Although Google’s commercial rights to sell orphan works would technically be “non-exclusive,” it would be the only provider covered by the blanket license. Any would-be competitor who was not a party to the suit–which is to say any and all would-be competitors–would have to negotiate those rights individually–not an easy trick when the rights owner is unknown.
In any case, in the three years it took to negotiate the settlement the market of e-books has grown by orders of magnitude. Now, realmoney could be at stake, and the potential long-term value of Google’s blanket license has suddenly taken on great competitive significance. Thus, the last minute commercial interest in the settlement.
The issues raised in the German complaint have less to do with orphan works but are in some ways even more problematic. In addition to the orphan works blanket license, under the terms of the settlement Google would also receive a blanket license to scan all books within certain U.S. libraries–including books distributed by German publishers who were not party to the suit or settlement–in order to make their content searchable, and to display portions of the work in response to search queries. According to the German brief:
The Settlement also permits Google to digitally scan books of German authors and make them available to the public in the U.S. Authors of “commercially available” books will still need to grant consent for this display. However, should Google unilaterally determine that a book is not commercially available (out-of-print), it need not secure any rightholder permission — meaning those who opted in by not opting out. Instead, Google may make such display uses as it chooses unless the rightholder follows the filing requirements. It seems unlikely that most German authors will make such formalfilings as such filings would, as discussed above, normally be considered a formality prohibited by international copyright laws. In failing to file, however, the works of the vast majority of German authors will be held hostage to whatever uses Google, in its sole discretion, chooses to make;
Although the settlement stipulates that Google Book Search would be available only within the U.S., the German brief points out that German citizens will inevitably be able to access it through the use of proxy servers. Thus, German works will be displayed, or “made available,” in Germany in contravention of German copyright law.

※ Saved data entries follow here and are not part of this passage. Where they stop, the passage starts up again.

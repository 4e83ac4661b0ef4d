//! Process-wide token bucket shared by every outbound call to the LMS.

use std::sync::{Mutex, PoisonError};
use std::time::Duration;
use tokio::time::{sleep, Instant};

/// Interval between refill checks while the bucket is empty.
pub const DEFAULT_POLL_INTERVAL: Duration = Duration::from_millis(50);

#[derive(Debug)]
struct BucketState {
    tokens: f64,
    last_refill: Instant,
}

/// Token bucket with continuous refill of `capacity` tokens per minute.
///
/// Starts full, so a cold process may burst up to `capacity` calls before
/// settling at the steady-state rate.
#[derive(Debug)]
pub struct RateLimiter {
    capacity: f64,
    refill_per_sec: f64,
    poll_interval: Duration,
    state: Mutex<BucketState>,
}

impl RateLimiter {
    pub fn new(per_minute: u32) -> Self {
        let capacity = f64::from(per_minute.max(1));
        Self {
            capacity,
            refill_per_sec: capacity / 60.0,
            poll_interval: DEFAULT_POLL_INTERVAL,
            state: Mutex::new(BucketState {
                tokens: capacity,
                last_refill: Instant::now(),
            }),
        }
    }

    pub fn with_poll_interval(mut self, poll_interval: Duration) -> Self {
        self.poll_interval = poll_interval;
        self
    }

    pub fn capacity(&self) -> u32 {
        self.capacity as u32
    }

    fn refill(&self, state: &mut BucketState) {
        let now = Instant::now();
        let elapsed = now.saturating_duration_since(state.last_refill).as_secs_f64();
        state.tokens = (state.tokens + elapsed * self.refill_per_sec).min(self.capacity);
        state.last_refill = now;
    }

    /// Take one token if available, without waiting.
    pub fn try_acquire(&self) -> bool {
        let mut state = self.state.lock().unwrap_or_else(PoisonError::into_inner);
        self.refill(&mut state);
        if state.tokens >= 1.0 {
            state.tokens -= 1.0;
            true
        } else {
            false
        }
    }

    /// Wait until a token is available and take it.
    pub async fn acquire(&self) {
        while !self.try_acquire() {
            sleep(self.poll_interval).await;
        }
    }

    /// Tokens currently in the bucket, after refilling.
    pub fn available(&self) -> f64 {
        let mut state = self.state.lock().unwrap_or_else(PoisonError::into_inner);
        self.refill(&mut state);
        state.tokens
    }
}
//! Access-token lifecycle for local users: persist exchanged tokens and hand
//! out a valid access token, refreshing it when it is about to expire.

use async_trait::async_trait;
use chrono::Utc;
use std::sync::Arc;
use std::time::Duration;
use tokio::sync::Mutex;

use lmsbridge_core::lms::{OAuthTokenRecord, TokenStore};

use crate::error::Result;
use crate::oauth::{TokenExchanger, TokenResponse};

/// A cached access token must stay valid for more than this many seconds.
pub const REFRESH_MARGIN_SECS: i64 = 60;
/// Lower bound on how long a token record is kept in storage.
pub const MIN_STORAGE_TTL: Duration = Duration::from_secs(24 * 60 * 60);
/// Assumed lifetime when the provider omits `expires_in`.
pub const DEFAULT_EXPIRES_IN_SECS: i64 = 3_600;

/// Source of bearer tokens for outbound calls.
#[async_trait]
pub trait AccessTokenProvider: Send + Sync {
    /// `None` means the integration is not authorized for this user.
    async fn get_valid_access_token(&self, user_id: &str) -> Result<Option<String>>;
}

pub struct TokenService {
    store: Arc<dyn TokenStore>,
    exchanger: Arc<dyn TokenExchanger>,
    refresh_lock: Mutex<()>,
}

impl TokenService {
    pub fn new(store: Arc<dyn TokenStore>, exchanger: Arc<dyn TokenExchanger>) -> Self {
        Self {
            store,
            exchanger,
            refresh_lock: Mutex::new(()),
        }
    }

    pub fn authorize_url(&self, state: &str) -> Result<String> {
        self.exchanger.authorize_url(state)
    }

    /// Finish the authorization-code flow for `user_id`.
    pub async fn complete_authorization(
        &self,
        user_id: &str,
        code: &str,
    ) -> Result<OAuthTokenRecord> {
        let tokens = self.exchanger.exchange_code(code).await?;
        let record = self.save_tokens(user_id, tokens, None).await?;
        log::info!("[OAuth] Stored tokens for user {}", user_id);
        Ok(record)
    }

    /// Persist a token pair. A response without a refresh token keeps
    /// `previous_refresh_token`.
    pub async fn save_tokens(
        &self,
        user_id: &str,
        tokens: TokenResponse,
        previous_refresh_token: Option<String>,
    ) -> Result<OAuthTokenRecord> {
        let expires_in = tokens
            .expires_in
            .filter(|secs| *secs > 0)
            .unwrap_or(DEFAULT_EXPIRES_IN_SECS);
        let record = OAuthTokenRecord {
            local_user_id: user_id.to_string(),
            access_token: tokens.access_token,
            refresh_token: tokens.refresh_token.or(previous_refresh_token),
            expires_at: Utc::now().timestamp().saturating_add(expires_in),
        };
        let storage_ttl = MIN_STORAGE_TTL.max(Duration::from_secs(expires_in.unsigned_abs()));

        self.store.save_tokens(record.clone(), storage_ttl).await?;
        Ok(record)
    }

    pub async fn revoke(&self, user_id: &str) -> Result<()> {
        self.store.delete_tokens(user_id).await?;
        log::info!("[OAuth] Removed tokens for user {}", user_id);
        Ok(())
    }

    fn cached_token(&self, user_id: &str) -> Result<(Option<String>, Option<OAuthTokenRecord>)> {
        let Some(record) = self.store.get_tokens(user_id)? else {
            return Ok((None, None));
        };
        if record.is_valid_for(Utc::now().timestamp(), REFRESH_MARGIN_SECS) {
            return Ok((Some(record.access_token.clone()), Some(record)));
        }
        Ok((None, Some(record)))
    }
}

#[async_trait]
impl AccessTokenProvider for TokenService {
    async fn get_valid_access_token(&self, user_id: &str) -> Result<Option<String>> {
        if let (Some(token), _) = self.cached_token(user_id)? {
            return Ok(Some(token));
        }

        // One refresh at a time; whoever waited re-reads what the winner stored.
        let _guard = self.refresh_lock.lock().await;
        let (cached, record) = self.cached_token(user_id)?;
        if cached.is_some() {
            return Ok(cached);
        }
        let Some(refresh_token) = record.and_then(|r| r.refresh_token) else {
            log::debug!("[OAuth] No usable token for user {}", user_id);
            return Ok(None);
        };

        log::debug!("[OAuth] Refreshing access token for user {}", user_id);
        match self.exchanger.refresh(&refresh_token).await {
            Ok(tokens) => {
                let saved = self
                    .save_tokens(user_id, tokens, Some(refresh_token))
                    .await?;
                Ok(Some(saved.access_token))
            }
            Err(e) if e.is_client_rejection() => {
                log::warn!(
                    "[OAuth] Refresh rejected for user {}; re-authorization required",
                    user_id
                );
                Ok(None)
            }
            Err(e) => Err(e),
        }
    }
}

Both issues, however, stem from the same basic problem(s). In the absence of a clear policy from Congress on orphan works, the issue is being worked out ad hoc through the courts. Congress actually attempted to create new rules for the use of orphan works through legislation last year. But push-back from copyright owners, particularly photographers, graphic artists and music publishers, thwarted those efforts. Now, should the Google Books settlement be approved it would set a de facto (if not quite legal) precedent for granting a commercial interest unilateral control over orphan works through private litigation. It’s hard to see how copyright owners benefit from that trade off.

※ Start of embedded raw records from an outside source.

//! Remote id resolution for raw entity payloads.

use serde_json::Value;

use super::model::EntityKind;

/// Read a string or integer JSON value as an id.
pub fn value_as_id(value: &Value) -> Option<String> {
    match value {
        Value::String(s) => {
            let s = s.trim();
            (!s.is_empty()).then(|| s.to_string())
        }
        Value::Number(n) => Some(n.to_string()),
        _ => None,
    }
}

/// Composite key for a submission the remote side returned without an id.
///
/// The user id is length-prefixed, so two different `(user, assignment)`
/// pairs can never produce the same key.
pub fn synthetic_submission_id(user_id: &str, assignment_id: &str) -> String {
    format!("sub:{}:{}:{}", user_id.len(), user_id, assignment_id)
}

/// Parent id for `item`: the explicit scope wins over the payload field.
pub fn resolve_parent_id(
    kind: EntityKind,
    item: &Value,
    explicit_parent: Option<&str>,
) -> Option<String> {
    if let Some(parent) = explicit_parent.filter(|p| !p.trim().is_empty()) {
        return Some(parent.to_string());
    }
    kind.parent_field()
        .and_then(|field| item.get(field))
        .and_then(value_as_id)
}

/// Stable remote id for `item`, or `None` when the payload has no usable key.
pub fn resolve_remote_id(
    kind: EntityKind,
    item: &Value,
    parent_remote_id: Option<&str>,
) -> Option<String> {
    if let Some(id) = item.get("id").and_then(value_as_id) {
        return Some(id);
    }
    if let Some(id) = item
        .get(format!("{}_id", kind.as_str()))
        .and_then(value_as_id)
    {
        return Some(id);
    }
    if kind != EntityKind::Submission {
        return None;
    }

    let user_id = item.get("user_id").and_then(value_as_id)?;
    let assignment_id = item
        .get("assignment_id")
        .and_then(value_as_id)
        .or_else(|| parent_remote_id.map(str::to_string))?;
    Some(synthetic_submission_id(&user_id, &assignment_id))
}

#[cfg(test)]
mod tests {
    use super::*;
    use serde_json::json;

    #[test]
    fn numeric_and_string_ids_resolve() {
        assert_eq!(
            resolve_remote_id(EntityKind::Course, &json!({"id": 42}), None),
            Some("42".to_string())
        );
        assert_eq!(
            resolve_remote_id(EntityKind::Course, &json!({"id": " c-9 "}), None),
            Some("c-9".to_string())
        );
        assert_eq!(
            resolve_remote_id(EntityKind::Course, &json!({"name": "x"}), None),
            None
        );
    }

    #[test]
    fn kind_specific_id_field_is_a_fallback() {
        let body = json!({"submission_id": "501", "assignment_id": "7", "user_id": "3"});
        assert_eq!(
            resolve_remote_id(EntityKind::Submission, &body, Some("7")),
            Some("501".to_string())
        );
    }

    #[test]
    fn submissions_without_id_get_distinct_synthetic_keys() {
        let a = resolve_remote_id(EntityKind::Submission, &json!({"user_id": 1}), Some("11"));
        let b = resolve_remote_id(EntityKind::Submission, &json!({"user_id": 11}), Some("1"));
        assert_eq!(a, Some("sub:1:1:11".to_string()));
        assert_eq!(b, Some("sub:2:11:1".to_string()));
        assert_ne!(a, b);
    }

    #[test]
    fn synthetic_key_is_stable_across_ingestions() {
        let item = json!({"user_id": 12345678, "assignment_id": 987654321});
        let first = resolve_remote_id(EntityKind::Submission, &item, None);
        let second = resolve_remote_id(EntityKind::Submission, &item, Some("ignored"));
        assert_eq!(first, second);
    }

    #[test]
    fn parent_prefers_explicit_scope() {
        let item = json!({"course_id": 5});
        assert_eq!(
            resolve_parent_id(EntityKind::Assignment, &item, Some("9")),
            Some("9".to_string())
        );
        assert_eq!(
            resolve_parent_id(EntityKind::Assignment, &item, None),
            Some("5".to_string())
        );
        assert_eq!(resolve_parent_id(EntityKind::Course, &item, None), None);
    }
}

Likewise, the negotiated settlement in the Google Book case prevents even the courts from reaching a finding on the copyright implications of scanning works to make them searchable–a not insigificant policy question. Instead of a policy, we end up with a practice, worked out in the narrow and closed forum of private litigation that nonetheless holds global implications.
That’s really no way to run a railroad. Maybe it’s time to slow that train down.